Task goal
Your output should contain every record, unchanged.

Dataset

>>>

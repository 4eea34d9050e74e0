//! The non-blocking driver boundary for the Tidemark persistence engine.
//!
//! The engine core never renders SQL or touches a socket; it hands
//! structured [`Statement`] values to a [`Driver`] and awaits the outcome.
//! Everything dialect-specific lives behind that trait:
//!
//! ```text
//! Session / Executor
//!     |
//!     +-- Driver::acquire() ------------ borrow one pooled connection
//!         |
//!         +-- Connection::execute_one    -- single statement, one outcome
//!         +-- Connection::execute_batch  -- same-shape runs, one round trip
//!         +-- Connection::execute_query  -- driver-paced row stream
//! ```
//!
//! Two implementations ship here:
//!
//! - [`postgres::PgDriver`] -- `PostgreSQL` over [`sqlx`], with a bounded
//!   fail-fast admission gate in front of the pool.
//! - [`memory::MemoryDriver`] -- an in-memory interpreter of the same
//!   statements, used by engine tests so the full execution path runs
//!   without a live database.
//!
//! # Modules
//!
//! - [`statement`] -- Structured statements and row-lock levels
//! - [`connection`] -- The `Driver`/`Connection` traits and outcomes
//! - [`postgres`] -- `PostgreSQL` pool, SQL rendering, value codecs
//! - [`memory`] -- In-memory driver for tests
//! - [`error`] -- Shared error types

pub mod connection;
pub mod error;
pub mod memory;
pub mod postgres;
pub mod statement;

// Re-export primary types for convenience.
pub use connection::{Connection, Driver, ExecOutcome, RowStream};
pub use error::DriverError;
pub use memory::MemoryDriver;
pub use postgres::{PgDriver, PostgresConfig};
pub use statement::{RowLock, Statement};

<<<

Answer section
repository 4eea34d9050e74e0
//! The non-blocking driver boundary for the Tidemark persistence engine.
//!
//! The engine core never renders SQL or touches a socket; it hands
//! structured [`Statement`] values to a [`Driver`] and awaits the outcome.
//! Everything dialect-specific lives behind that trait:
//!
//! ```text
//! Session / Executor
//!     |
//!     +-- Driver::acquire() ------------ borrow one pooled connection
//!         |
//!         +-- Connection::execute_one    -- single statement, one outcome
//!         +-- Connection::execute_batch  -- same-shape runs, one round trip
//!         +-- Connection::execute_query  -- driver-paced row stream
//! ```
//!
//! Two implementations ship here:
//!
//! - [`postgres::PgDriver`] -- `PostgreSQL` over [`sqlx`], with a bounded
//!   fail-fast admission gate in front of the pool.
//! - [`memory::MemoryDriver`] -- an in-memory interpreter of the same
//!   statements, used by engine tests so the full execution path runs
//!   without a live database.
//!
//! # Modules
//!
//! - [`statement`] -- Structured statements and row-lock levels
//! - [`connection`] -- The `Driver`/`Connection` traits and outcomes
//! - [`postgres`] -- `PostgreSQL` pool, SQL rendering, value codecs
//! - [`memory`] -- In-memory driver for tests
//! - [`error`] -- Shared error types

pub mod connection;
pub mod error;
pub mod memory;
pub mod postgres;
pub mod statement;

// Re-export primary types for convenience.
pub use connection::{Connection, Driver, ExecOutcome, RowStream};
pub use error::DriverError;
pub use memory::MemoryDriver;
pub use postgres::{PgDriver, PostgresConfig};
pub use statement::{RowLock, Statement};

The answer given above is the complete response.